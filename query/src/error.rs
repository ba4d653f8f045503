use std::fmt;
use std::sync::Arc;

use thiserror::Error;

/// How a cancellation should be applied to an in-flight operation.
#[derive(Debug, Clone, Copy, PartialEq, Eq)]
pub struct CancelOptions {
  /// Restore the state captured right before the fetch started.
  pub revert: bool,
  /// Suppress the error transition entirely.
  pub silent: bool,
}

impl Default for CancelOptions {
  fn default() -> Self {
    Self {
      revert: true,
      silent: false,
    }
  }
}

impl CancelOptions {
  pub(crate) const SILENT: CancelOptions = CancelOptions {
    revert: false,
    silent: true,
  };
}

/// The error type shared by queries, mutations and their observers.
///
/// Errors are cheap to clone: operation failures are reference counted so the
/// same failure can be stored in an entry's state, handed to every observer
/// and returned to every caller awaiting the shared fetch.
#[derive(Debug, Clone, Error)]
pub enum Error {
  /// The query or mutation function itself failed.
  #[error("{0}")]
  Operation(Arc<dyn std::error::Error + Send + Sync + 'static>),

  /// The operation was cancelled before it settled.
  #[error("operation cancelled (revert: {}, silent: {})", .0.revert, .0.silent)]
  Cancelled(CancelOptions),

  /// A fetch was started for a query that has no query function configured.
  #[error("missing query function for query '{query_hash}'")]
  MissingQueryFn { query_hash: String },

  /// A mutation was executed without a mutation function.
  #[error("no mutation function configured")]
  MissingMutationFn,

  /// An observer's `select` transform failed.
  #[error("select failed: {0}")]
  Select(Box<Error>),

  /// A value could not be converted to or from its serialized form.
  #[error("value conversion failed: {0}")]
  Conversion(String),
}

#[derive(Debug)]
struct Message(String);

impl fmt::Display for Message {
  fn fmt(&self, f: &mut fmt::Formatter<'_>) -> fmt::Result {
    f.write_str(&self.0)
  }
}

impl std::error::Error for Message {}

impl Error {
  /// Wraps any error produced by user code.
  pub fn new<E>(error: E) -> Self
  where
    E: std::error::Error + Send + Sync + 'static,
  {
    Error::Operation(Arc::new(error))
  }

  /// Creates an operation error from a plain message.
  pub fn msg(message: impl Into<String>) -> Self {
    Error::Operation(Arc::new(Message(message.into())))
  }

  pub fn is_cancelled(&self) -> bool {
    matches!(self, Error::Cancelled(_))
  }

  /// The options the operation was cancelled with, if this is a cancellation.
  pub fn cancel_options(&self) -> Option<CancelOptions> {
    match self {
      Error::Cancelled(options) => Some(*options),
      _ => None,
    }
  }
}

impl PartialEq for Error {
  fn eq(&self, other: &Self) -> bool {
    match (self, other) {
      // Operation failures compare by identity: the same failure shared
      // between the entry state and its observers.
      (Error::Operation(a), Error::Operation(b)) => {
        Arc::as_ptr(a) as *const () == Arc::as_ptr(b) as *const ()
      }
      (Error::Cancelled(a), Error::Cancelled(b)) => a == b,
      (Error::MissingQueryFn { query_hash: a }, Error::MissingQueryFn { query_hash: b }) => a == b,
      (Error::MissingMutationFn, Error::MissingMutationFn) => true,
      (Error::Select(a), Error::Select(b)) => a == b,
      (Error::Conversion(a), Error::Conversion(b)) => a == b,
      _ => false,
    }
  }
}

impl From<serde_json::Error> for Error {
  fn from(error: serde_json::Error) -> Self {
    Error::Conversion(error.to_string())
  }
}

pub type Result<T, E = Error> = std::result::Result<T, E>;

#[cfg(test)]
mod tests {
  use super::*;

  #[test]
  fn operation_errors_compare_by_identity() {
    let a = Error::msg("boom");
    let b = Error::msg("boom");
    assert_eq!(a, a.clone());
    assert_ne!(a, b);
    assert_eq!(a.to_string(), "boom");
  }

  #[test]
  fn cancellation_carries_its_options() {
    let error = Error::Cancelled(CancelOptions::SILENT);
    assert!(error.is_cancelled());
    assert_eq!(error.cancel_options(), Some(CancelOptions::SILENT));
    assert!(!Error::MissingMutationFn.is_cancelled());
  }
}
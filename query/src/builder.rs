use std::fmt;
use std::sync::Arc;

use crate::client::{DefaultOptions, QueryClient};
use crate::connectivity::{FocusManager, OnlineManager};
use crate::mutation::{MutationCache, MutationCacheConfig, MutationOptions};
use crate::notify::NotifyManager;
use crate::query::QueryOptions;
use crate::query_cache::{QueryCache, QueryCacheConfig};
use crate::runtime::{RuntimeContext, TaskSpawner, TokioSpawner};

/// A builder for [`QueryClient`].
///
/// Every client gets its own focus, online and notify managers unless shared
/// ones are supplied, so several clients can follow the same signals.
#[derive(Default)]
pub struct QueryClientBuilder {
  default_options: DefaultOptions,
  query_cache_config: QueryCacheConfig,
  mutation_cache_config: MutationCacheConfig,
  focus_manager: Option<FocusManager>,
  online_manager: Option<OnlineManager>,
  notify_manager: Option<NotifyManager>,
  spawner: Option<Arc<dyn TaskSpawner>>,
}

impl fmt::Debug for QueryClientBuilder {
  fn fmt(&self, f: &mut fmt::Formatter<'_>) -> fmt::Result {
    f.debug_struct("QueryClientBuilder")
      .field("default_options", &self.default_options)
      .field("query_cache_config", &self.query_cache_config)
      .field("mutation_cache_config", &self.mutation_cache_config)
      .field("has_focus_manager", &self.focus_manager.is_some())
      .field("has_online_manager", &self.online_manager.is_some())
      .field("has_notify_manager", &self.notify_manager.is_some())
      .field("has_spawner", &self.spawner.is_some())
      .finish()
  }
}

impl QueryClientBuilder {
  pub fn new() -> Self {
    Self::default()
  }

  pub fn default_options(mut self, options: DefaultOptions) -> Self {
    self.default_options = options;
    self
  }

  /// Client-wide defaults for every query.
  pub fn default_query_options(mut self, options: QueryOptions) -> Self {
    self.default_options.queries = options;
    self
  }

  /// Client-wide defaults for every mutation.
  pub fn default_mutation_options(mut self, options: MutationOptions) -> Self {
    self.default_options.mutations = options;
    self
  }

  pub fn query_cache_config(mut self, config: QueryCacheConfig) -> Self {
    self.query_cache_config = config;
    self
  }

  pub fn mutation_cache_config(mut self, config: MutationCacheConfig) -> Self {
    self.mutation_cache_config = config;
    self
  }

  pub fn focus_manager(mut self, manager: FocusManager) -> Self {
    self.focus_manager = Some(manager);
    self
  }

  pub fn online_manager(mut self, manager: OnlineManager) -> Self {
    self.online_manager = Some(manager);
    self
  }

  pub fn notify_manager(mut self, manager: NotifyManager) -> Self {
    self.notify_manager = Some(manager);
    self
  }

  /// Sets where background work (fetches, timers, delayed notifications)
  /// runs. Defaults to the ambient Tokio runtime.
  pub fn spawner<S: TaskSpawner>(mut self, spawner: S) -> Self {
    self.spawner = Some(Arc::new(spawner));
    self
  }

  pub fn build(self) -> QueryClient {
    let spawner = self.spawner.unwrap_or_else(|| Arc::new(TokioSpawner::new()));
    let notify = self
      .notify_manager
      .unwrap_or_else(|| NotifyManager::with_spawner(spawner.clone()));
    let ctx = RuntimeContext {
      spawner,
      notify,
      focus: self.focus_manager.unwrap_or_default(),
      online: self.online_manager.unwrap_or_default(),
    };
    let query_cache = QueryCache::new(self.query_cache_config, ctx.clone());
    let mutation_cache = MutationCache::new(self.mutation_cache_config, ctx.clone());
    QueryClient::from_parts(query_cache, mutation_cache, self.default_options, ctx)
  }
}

-----

**WORK REQUIRED**
Tell me how many lines in the data include "const", giving only the number.

**REPLY**
2